Because of global environmental changes and the continued warming of the planet, the increase in carbon dioxide emissions has had a major impact on the environment. The development of zero-carbon buildings, the promotion of energy conservation and carbon reduction, and the concept of green environmental protection are regarded as important issues for humanity to achieve sustainable development. In Taiwan, the combination of moisture and high salt content in the environment, corrosion caused by chloride ions, and earthquakes often lead to the formation of crevices in buildings. These crevices can cause rebar oxidation and corrosion and even concrete structure damage or spalling. Conventional structural damages can be repaired with epoxy resin grout.

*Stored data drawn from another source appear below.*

//! Refresh cadence and response ordering.
//!
//! [`PollScheduler`] is a single timer: `online` re-arms it after every fetch,
//! `offline` fetches once and leaves it disarmed. The clock is passed in so the
//! cadence can be driven by the UI frame loop and by tests alike.
//!
//! [`ResponseSequencer`] numbers outgoing requests. Requests may overlap and
//! complete in any order; the sequencer's policy decides whether a late answer
//! to an older request may still overwrite newer state.

use std::time::{Duration, Instant};

use serde::{Deserialize, Serialize};

use super::view::ViewMode;

/// Shortest refresh period, whatever interval the backend declares.
pub const MIN_POLL_PERIOD: Duration = Duration::from_secs(1);

// ─────────────────────────────────────────────────────────────────────────────
// ResponseSequencer
// ─────────────────────────────────────────────────────────────────────────────

/// How completions of overlapping requests are applied.
#[derive(Debug, Clone, Copy, PartialEq, Eq, Default, Serialize, Deserialize)]
#[serde(rename_all = "snake_case")]
pub enum ResponseOrdering {
    /// Drop a response older than one already applied.
    #[default]
    LatestIssued,
    /// Apply every response as it arrives; a slow old response overwrites newer state.
    ArrivalOrder,
}

#[derive(Debug, Clone)]
pub struct ResponseSequencer {
    policy: ResponseOrdering,
    last_issued: u64,
    last_applied: Option<u64>,
}

impl ResponseSequencer {
    pub fn new(policy: ResponseOrdering) -> Self {
        Self {
            policy,
            last_issued: 0,
            last_applied: None,
        }
    }

    pub fn policy(&self) -> ResponseOrdering {
        self.policy
    }

    /// Number the next request. Sequence numbers start at 1.
    pub fn issue(&mut self) -> u64 {
        self.last_issued += 1;
        self.last_issued
    }

    pub fn last_issued(&self) -> u64 {
        self.last_issued
    }

    pub fn last_applied(&self) -> Option<u64> {
        self.last_applied
    }

    /// Decide whether the response to request `seq` may be applied, and record it if so.
    pub fn accept(&mut self, seq: u64) -> bool {
        match self.policy {
            ResponseOrdering::ArrivalOrder => {
                self.last_applied = Some(seq);
                true
            }
            ResponseOrdering::LatestIssued => {
                if self.last_applied.is_some_and(|applied| seq < applied) {
                    return false;
                }
                self.last_applied = Some(seq);
                true
            }
        }
    }
}

// ─────────────────────────────────────────────────────────────────────────────
// PollScheduler
// ─────────────────────────────────────────────────────────────────────────────

/// Outcome of [`PollScheduler::apply_mode`].
#[derive(Debug, Clone, Copy, PartialEq, Eq)]
pub enum ModeChange {
    Unchanged,
    /// `online -> offline`: the pending refresh was cancelled.
    WentOffline,
    /// `offline -> online` is not supported and was ignored.
    Ignored,
}

#[derive(Debug, Clone)]
pub struct PollScheduler {
    mode: ViewMode,
    period: Duration,
    next_due: Option<Instant>,
}

impl PollScheduler {
    pub fn new(mode: ViewMode, period: Duration) -> Self {
        Self {
            mode,
            period: period.max(MIN_POLL_PERIOD),
            next_due: None,
        }
    }

    pub fn mode(&self) -> ViewMode {
        self.mode
    }

    pub fn period(&self) -> Duration {
        self.period
    }

    /// Cadence for the next arming; the timer already armed keeps its deadline.
    pub fn set_period(&mut self, period: Duration) {
        self.period = period.max(MIN_POLL_PERIOD);
    }

    /// Fetch now. Online re-arms the timer one period ahead; offline leaves it disarmed.
    ///
    /// Always returns `true`: the caller must issue a fetch.
    pub fn start(&mut self, now: Instant) -> bool {
        self.cancel();
        if self.mode == ViewMode::Online {
            self.next_due = Some(now + self.period);
        }
        true
    }

    /// Same as [`start`](Self::start); used when the user switches bitmap type.
    pub fn restart(&mut self, now: Instant) -> bool {
        self.start(now)
    }

    /// `true` when the armed deadline has passed; re-arms (online) before returning.
    pub fn poll(&mut self, now: Instant) -> bool {
        match self.next_due {
            Some(due) if now >= due => self.start(now),
            _ => false,
        }
    }

    /// Apply the `Mode` reported by the backend.
    pub fn apply_mode(&mut self, mode: ViewMode) -> ModeChange {
        match (self.mode, mode) {
            (ViewMode::Online, ViewMode::Offline) => {
                self.mode = ViewMode::Offline;
                self.cancel();
                ModeChange::WentOffline
            }
            (ViewMode::Offline, ViewMode::Online) => ModeChange::Ignored,
            _ => ModeChange::Unchanged,
        }
    }

    pub fn cancel(&mut self) {
        self.next_due = None;
    }

    pub fn is_armed(&self) -> bool {
        self.next_due.is_some()
    }

    pub fn next_due(&self) -> Option<Instant> {
        self.next_due
    }

    /// Time left until the next fetch, for scheduling a repaint.
    pub fn time_until_due(&self, now: Instant) -> Option<Duration> {
        self.next_due.map(|due| due.saturating_duration_since(now))
    }
}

However, such practices are incapable of removing the rusted components of the rebars inside the structures and thus subject the internal rebars to continuous oxidation in the original rust-covered environment. Components located deep within the structures would still swell as a result of continuous rebar oxidation and cause concrete breaking and spalling, making previous repair efforts ineffective. This study proposes an improved repair and retrofit technique that includes the removal of rust from oxidated rebar parts, by applying low viscosity epoxy resin to the slab base and allowing it to fully penetrate the concrete cracks and surface of the rebars inside, thus producing a protective layer and repairing the bond. Additionally, carbon-fiber reinforced plastic (CFRP) patches were adopted as repair materials and attached to the beams and slab (ceiling) surfaces. Angle steels were used at the edges and installed to connect the beams to the slab with chemical anchors. The gaps between the angle steels and the slab were filled with epoxy resin grouts. On the short side of the slab, small steel H-beams were installed 1 m apart as a means of retrofit. Because the epoxy resin expands by 8% after undergoing chemical reactions, it bonds perfectly with concrete, CFRP patches, and steel materials. Approximately 10 years have elapsed since the case-study was repaired using the proposed technique, and the retrofit effect has yielded excellent results to the present day, with no occurrence of internal swelling or spalling from rebar oxidation. The proposed retrofit technique can reduce construction costs, while ensuring effective repair and maintenance of structural safety, and extend the service life of structures.